-------- Extracted entries

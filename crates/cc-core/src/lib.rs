//! Shared error and value types for ClownCrypt.

pub mod error;
pub mod types;

pub use error::{ClownError, Result};
pub use types::{default_replacers, CharsetKind, CharsetMode, CommonReplacer};
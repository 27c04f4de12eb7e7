//! Repeating-window search and the greedy substitution plan.

use std::collections::HashMap;

/// One planned substitution: every occurrence of `pattern` becomes `digit`.
#[derive(Debug, Clone, PartialEq, Eq)]
pub struct Substitution {
    pub digit: char,
    pub pattern: String,
}

/// Decimal digits that do not occur anywhere in `s`, in ascending order.
/// Only these are safe to repurpose as substitution variables.
pub fn free_digits(s: &str) -> Vec<char> {
    ('0'..='9').filter(|d| !s.contains(*d)).collect()
}

/// Count non-overlapping fixed-size windows for sizes `max_len` down to
/// `min_len` (stepping by the window size, not sliding). Returns the windows
/// seen more than once whose length equals the top-scoring window's length,
/// ranked descending by occurrences × length. Ties break lexicographically so
/// the plan is deterministic.
pub fn find_patterns(s: &str, max_len: usize, min_len: usize) -> Vec<(String, usize)> {
    let chars: Vec<char> = s.chars().collect();
    let mut counts: HashMap<String, usize> = HashMap::new();

    for size in (min_len..=max_len).rev() {
        let mut n = 0;
        while n + size <= chars.len() {
            let window: String = chars[n..n + size].iter().collect();
            *counts.entry(window).or_insert(0) += 1;
            n += size;
        }
    }

    let mut ranked: Vec<(String, usize)> = counts.into_iter().collect();
    ranked.sort_by(|a, b| {
        let score_a = a.1 * a.0.chars().count();
        let score_b = b.1 * b.0.chars().count();
        score_b.cmp(&score_a).then_with(|| a.0.cmp(&b.0))
    });

    let best_len = match ranked.first() {
        Some((pattern, _)) => pattern.chars().count(),
        None => return Vec::new(),
    };
    ranked.retain(|(pattern, count)| *count > 1 && pattern.chars().count() == best_len);
    ranked
}

/// Pair free digits with ranked patterns in order and keep the whole plan
/// only if the characters saved by substitution beat the characters spent on
/// the variable header (including its ':' terminator).
pub fn plan_substitutions(free: &[char], ranked: &[(String, usize)]) -> Option<Vec<Substitution>> {
    let mut uses = 1;
    let mut saves = 0;
    let mut plan = Vec::new();

    for (digit, (pattern, count)) in free.iter().zip(ranked.iter()) {
        let len = pattern.chars().count();
        uses += 1 + len;
        saves += len * count;
        plan.push(Substitution { digit: *digit, pattern: pattern.clone() });
    }

    if plan.is_empty() || saves <= uses {
        return None;
    }
    Some(plan)
}
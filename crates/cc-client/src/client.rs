//! The ClownCrypt client — cipher and codec composed into one pipeline.

use std::sync::Arc;

use cc_charset::{CharsetRegistry, NamedCharset};
use cc_cipher::{aes_decrypt, aes_encrypt, Algorithm, CipherParams, DEFAULT_SALT};
use cc_core::{default_replacers, CommonReplacer, Result};

/// Construction options. Only `key` and `iv` are required; the rest fall back
/// to salt `pepper`, charset `eb`, and `aes192`.
#[derive(Debug, Clone)]
pub struct ClownOptions {
    pub key: String,
    pub iv: String,
    pub salt: Option<String>,
    pub charset: Option<String>,
    pub algorithm: Option<String>,
    pub replacers: Option<Vec<CommonReplacer>>,
}

impl ClownOptions {
    pub fn new(key: impl Into<String>, iv: impl Into<String>) -> Self {
        Self {
            key: key.into(),
            iv: iv.into(),
            salt: None,
            charset: None,
            algorithm: None,
            replacers: None,
        }
    }

    pub fn with_salt(mut self, salt: impl Into<String>) -> Self {
        self.salt = Some(salt.into());
        self
    }

    pub fn with_charset(mut self, charset: impl Into<String>) -> Self {
        self.charset = Some(charset.into());
        self
    }

    pub fn with_algorithm(mut self, algorithm: impl Into<String>) -> Self {
        self.algorithm = Some(algorithm.into());
        self
    }

    pub fn with_replacers(mut self, replacers: Vec<CommonReplacer>) -> Self {
        self.replacers = Some(replacers);
        self
    }
}

/// Per-call overrides for [`ClownClient::encrypt_with`] and
/// [`ClownClient::decrypt_with`].
#[derive(Debug, Clone, Copy, Default)]
pub struct CallOverrides<'a> {
    pub key: Option<&'a str>,
    pub iv: Option<&'a str>,
    pub salt: Option<&'a str>,
    pub algorithm: Option<Algorithm>,
    pub charset: Option<&'a NamedCharset>,
}

/// Message pipeline: AES on the way in, charset glyphs on the way out.
///
/// Instances are immutable; the key is private and only readable through its
/// accessor.
#[derive(Debug, Clone)]
pub struct ClownClient {
    key: String,
    iv: String,
    salt: String,
    algorithm: Algorithm,
    charset: Arc<NamedCharset>,
    replacers: Vec<CommonReplacer>,
}

impl ClownClient {
    pub fn new(options: ClownOptions, registry: &CharsetRegistry) -> Result<Self> {
        let charset = registry.resolve(options.charset.as_deref().unwrap_or("eb"))?;
        let algorithm = match options.algorithm.as_deref() {
            Some(name) => Algorithm::parse(name)?,
            None => Algorithm::Aes192,
        };
        Ok(Self {
            key: options.key,
            iv: options.iv,
            salt: options.salt.unwrap_or_else(|| DEFAULT_SALT.to_string()),
            algorithm,
            charset,
            replacers: options.replacers.unwrap_or_else(default_replacers),
        })
    }

    pub fn key(&self) -> &str {
        &self.key
    }

    pub fn iv(&self) -> &str {
        &self.iv
    }

    pub fn salt(&self) -> &str {
        &self.salt
    }

    pub fn algorithm(&self) -> Algorithm {
        self.algorithm
    }

    pub fn charset(&self) -> &Arc<NamedCharset> {
        &self.charset
    }

    pub fn replacers(&self) -> &[CommonReplacer] {
        &self.replacers
    }

    /// Encrypt a message and disguise the ciphertext as glyphs.
    pub fn encrypt(&self, message: &str) -> Result<String> {
        self.encrypt_with(message, &CallOverrides::default())
    }

    /// Undo [`encrypt`](Self::encrypt): glyphs back to hex, hex back to text.
    pub fn decrypt(&self, message: &str) -> Result<String> {
        self.decrypt_with(message, &CallOverrides::default())
    }

    pub fn encrypt_with(&self, message: &str, overrides: &CallOverrides<'_>) -> Result<String> {
        let hex_ciphertext = aes_encrypt(
            message,
            overrides.key.unwrap_or(&self.key),
            overrides.iv.unwrap_or(&self.iv),
            overrides.algorithm.unwrap_or(self.algorithm),
            overrides.salt.unwrap_or(&self.salt),
        )?;
        let charset = overrides.charset.unwrap_or(self.charset.as_ref());
        charset.encode(&hex_ciphertext)
    }

    pub fn decrypt_with(&self, message: &str, overrides: &CallOverrides<'_>) -> Result<String> {
        let charset = overrides.charset.unwrap_or(self.charset.as_ref());
        let hex_ciphertext = charset.decode(message)?;
        aes_decrypt(
            &hex_ciphertext,
            overrides.key.unwrap_or(&self.key),
            overrides.iv.unwrap_or(&self.iv),
            overrides.algorithm.unwrap_or(self.algorithm),
            overrides.salt.unwrap_or(&self.salt),
        )
    }

    /// Cipher params for file-level encryption with `file_key`, sharing the
    /// instance iv, algorithm, and salt.
    pub(crate) fn file_params(&self, file_key: &str) -> CipherParams {
        CipherParams {
            key: file_key.to_string(),
            iv: self.iv.clone(),
            algorithm: self.algorithm,
            salt: self.salt.clone(),
        }
    }
}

----------------

**Exercise brief**. Could you transcribe all of the entries exactly, leaving nothing out?

**Output for this exercise**.
filename crates/cc-core/src/lib.rs
//! Shared error and value types for ClownCrypt.

pub mod error;
pub mod types;

pub use error::{ClownError, Result};
pub use types::{default_replacers, CharsetKind, CharsetMode, CommonReplacer};
repository 27c04f4de12eb7e7
//! Repeating-window search and the greedy substitution plan.

use std::collections::HashMap;

/// One planned substitution: every occurrence of `pattern` becomes `digit`.
#[derive(Debug, Clone, PartialEq, Eq)]
pub struct Substitution {
    pub digit: char,
    pub pattern: String,
}

/// Decimal digits that do not occur anywhere in `s`, in ascending order.
/// Only these are safe to repurpose as substitution variables.
pub fn free_digits(s: &str) -> Vec<char> {
    ('0'..='9').filter(|d| !s.contains(*d)).collect()
}

/// Count non-overlapping fixed-size windows for sizes `max_len` down to
/// `min_len` (stepping by the window size, not sliding). Returns the windows
/// seen more than once whose length equals the top-scoring window's length,
/// ranked descending by occurrences × length. Ties break lexicographically so
/// the plan is deterministic.
pub fn find_patterns(s: &str, max_len: usize, min_len: usize) -> Vec<(String, usize)> {
    let chars: Vec<char> = s.chars().collect();
    let mut counts: HashMap<String, usize> = HashMap::new();

    for size in (min_len..=max_len).rev() {
        let mut n = 0;
        while n + size <= chars.len() {
            let window: String = chars[n..n + size].iter().collect();
            *counts.entry(window).or_insert(0) += 1;
            n += size;
        }
    }

    let mut ranked: Vec<(String, usize)> = counts.into_iter().collect();
    ranked.sort_by(|a, b| {
        let score_a = a.1 * a.0.chars().count();
        let score_b = b.1 * b.0.chars().count();
        score_b.cmp(&score_a).then_with(|| a.0.cmp(&b.0))
    });

    let best_len = match ranked.first() {
        Some((pattern, _)) => pattern.chars().count(),
        None => return Vec::new(),
    };
    ranked.retain(|(pattern, count)| *count > 1 && pattern.chars().count() == best_len);
    ranked
}

/// Pair free digits with ranked patterns in order and keep the whole plan
/// only if the characters saved by substitution beat the characters spent on
/// the variable header (including its ':' terminator).
pub fn plan_substitutions(free: &[char], ranked: &[(String, usize)]) -> Option<Vec<Substitution>> {
    let mut uses = 1;
    let mut saves = 0;
    let mut plan = Vec::new();

    for (digit, (pattern, count)) in free.iter().zip(ranked.iter()) {
        let len = pattern.chars().count();
        uses += 1 + len;
        saves += len * count;
        plan.push(Substitution { digit: *digit, pattern: pattern.clone() });
    }

    if plan.is_empty() || saves <= uses {
        return None;
    }
    Some(plan)
}
filename crates/cc-client/src/client.rs
//! The ClownCrypt client — cipher and codec composed into one pipeline.

use std::sync::Arc;

use cc_charset::{CharsetRegistry, NamedCharset};
use cc_cipher::{aes_decrypt, aes_encrypt, Algorithm, CipherParams, DEFAULT_SALT};
use cc_core::{default_replacers, CommonReplacer, Result};

/// Construction options. Only `key` and `iv` are required; the rest fall back
/// to salt `pepper`, charset `eb`, and `aes192`.
#[derive(Debug, Clone)]
pub struct ClownOptions {
    pub key: String,
    pub iv: String,
    pub salt: Option<String>,
    pub charset: Option<String>,
    pub algorithm: Option<String>,
    pub replacers: Option<Vec<CommonReplacer>>,
}

impl ClownOptions {
    pub fn new(key: impl Into<String>, iv: impl Into<String>) -> Self {
        Self {
            key: key.into(),
            iv: iv.into(),
            salt: None,
            charset: None,
            algorithm: None,
            replacers: None,
        }
    }

    pub fn with_salt(mut self, salt: impl Into<String>) -> Self {
        self.salt = Some(salt.into());
        self
    }

    pub fn with_charset(mut self, charset: impl Into<String>) -> Self {
        self.charset = Some(charset.into());
        self
    }

    pub fn with_algorithm(mut self, algorithm: impl Into<String>) -> Self {
        self.algorithm = Some(algorithm.into());
        self
    }

    pub fn with_replacers(mut self, replacers: Vec<CommonReplacer>) -> Self {
        self.replacers = Some(replacers);
        self
    }
}

/// Per-call overrides for [`ClownClient::encrypt_with`] and
/// [`ClownClient::decrypt_with`].
#[derive(Debug, Clone, Copy, Default)]
pub struct CallOverrides<'a> {
    pub key: Option<&'a str>,
    pub iv: Option<&'a str>,
    pub salt: Option<&'a str>,
    pub algorithm: Option<Algorithm>,
    pub charset: Option<&'a NamedCharset>,
}

/// Message pipeline: AES on the way in, charset glyphs on the way out.
///
/// Instances are immutable; the key is private and only readable through its
/// accessor.
#[derive(Debug, Clone)]
pub struct ClownClient {
    key: String,
    iv: String,
    salt: String,
    algorithm: Algorithm,
    charset: Arc<NamedCharset>,
    replacers: Vec<CommonReplacer>,
}

impl ClownClient {
    pub fn new(options: ClownOptions, registry: &CharsetRegistry) -> Result<Self> {
        let charset = registry.resolve(options.charset.as_deref().unwrap_or("eb"))?;
        let algorithm = match options.algorithm.as_deref() {
            Some(name) => Algorithm::parse(name)?,
            None => Algorithm::Aes192,
        };
        Ok(Self {
            key: options.key,
            iv: options.iv,
            salt: options.salt.unwrap_or_else(|| DEFAULT_SALT.to_string()),
            algorithm,
            charset,
            replacers: options.replacers.unwrap_or_else(default_replacers),
        })
    }

    pub fn key(&self) -> &str {
        &self.key
    }

    pub fn iv(&self) -> &str {
        &self.iv
    }

    pub fn salt(&self) -> &str {
        &self.salt
    }

    pub fn algorithm(&self) -> Algorithm {
        self.algorithm
    }

    pub fn charset(&self) -> &Arc<NamedCharset> {
        &self.charset
    }

    pub fn replacers(&self) -> &[CommonReplacer] {
        &self.replacers
    }

    /// Encrypt a message and disguise the ciphertext as glyphs.
    pub fn encrypt(&self, message: &str) -> Result<String> {
        self.encrypt_with(message, &CallOverrides::default())
    }

    /// Undo [`encrypt`](Self::encrypt): glyphs back to hex, hex back to text.
    pub fn decrypt(&self, message: &str) -> Result<String> {
        self.decrypt_with(message, &CallOverrides::default())
    }

    pub fn encrypt_with(&self, message: &str, overrides: &CallOverrides<'_>) -> Result<String> {
        let hex_ciphertext = aes_encrypt(
            message,
            overrides.key.unwrap_or(&self.key),
            overrides.iv.unwrap_or(&self.iv),
            overrides.algorithm.unwrap_or(self.algorithm),
            overrides.salt.unwrap_or(&self.salt),
        )?;
        let charset = overrides.charset.unwrap_or(self.charset.as_ref());
        charset.encode(&hex_ciphertext)
    }

    pub fn decrypt_with(&self, message: &str, overrides: &CallOverrides<'_>) -> Result<String> {
        let charset = overrides.charset.unwrap_or(self.charset.as_ref());
        let hex_ciphertext = charset.decode(message)?;
        aes_decrypt(
            &hex_ciphertext,
            overrides.key.unwrap_or(&self.key),
            overrides.iv.unwrap_or(&self.iv),
            overrides.algorithm.unwrap_or(self.algorithm),
            overrides.salt.unwrap_or(&self.salt),
        )
    }

    /// Cipher params for file-level encryption with `file_key`, sharing the
    /// instance iv, algorithm, and salt.
    pub(crate) fn file_params(&self, file_key: &str) -> CipherParams {
        CipherParams {
            key: file_key.to_string(),
            iv: self.iv.clone(),
            algorithm: self.algorithm,
            salt: self.salt.clone(),
        }
    }
}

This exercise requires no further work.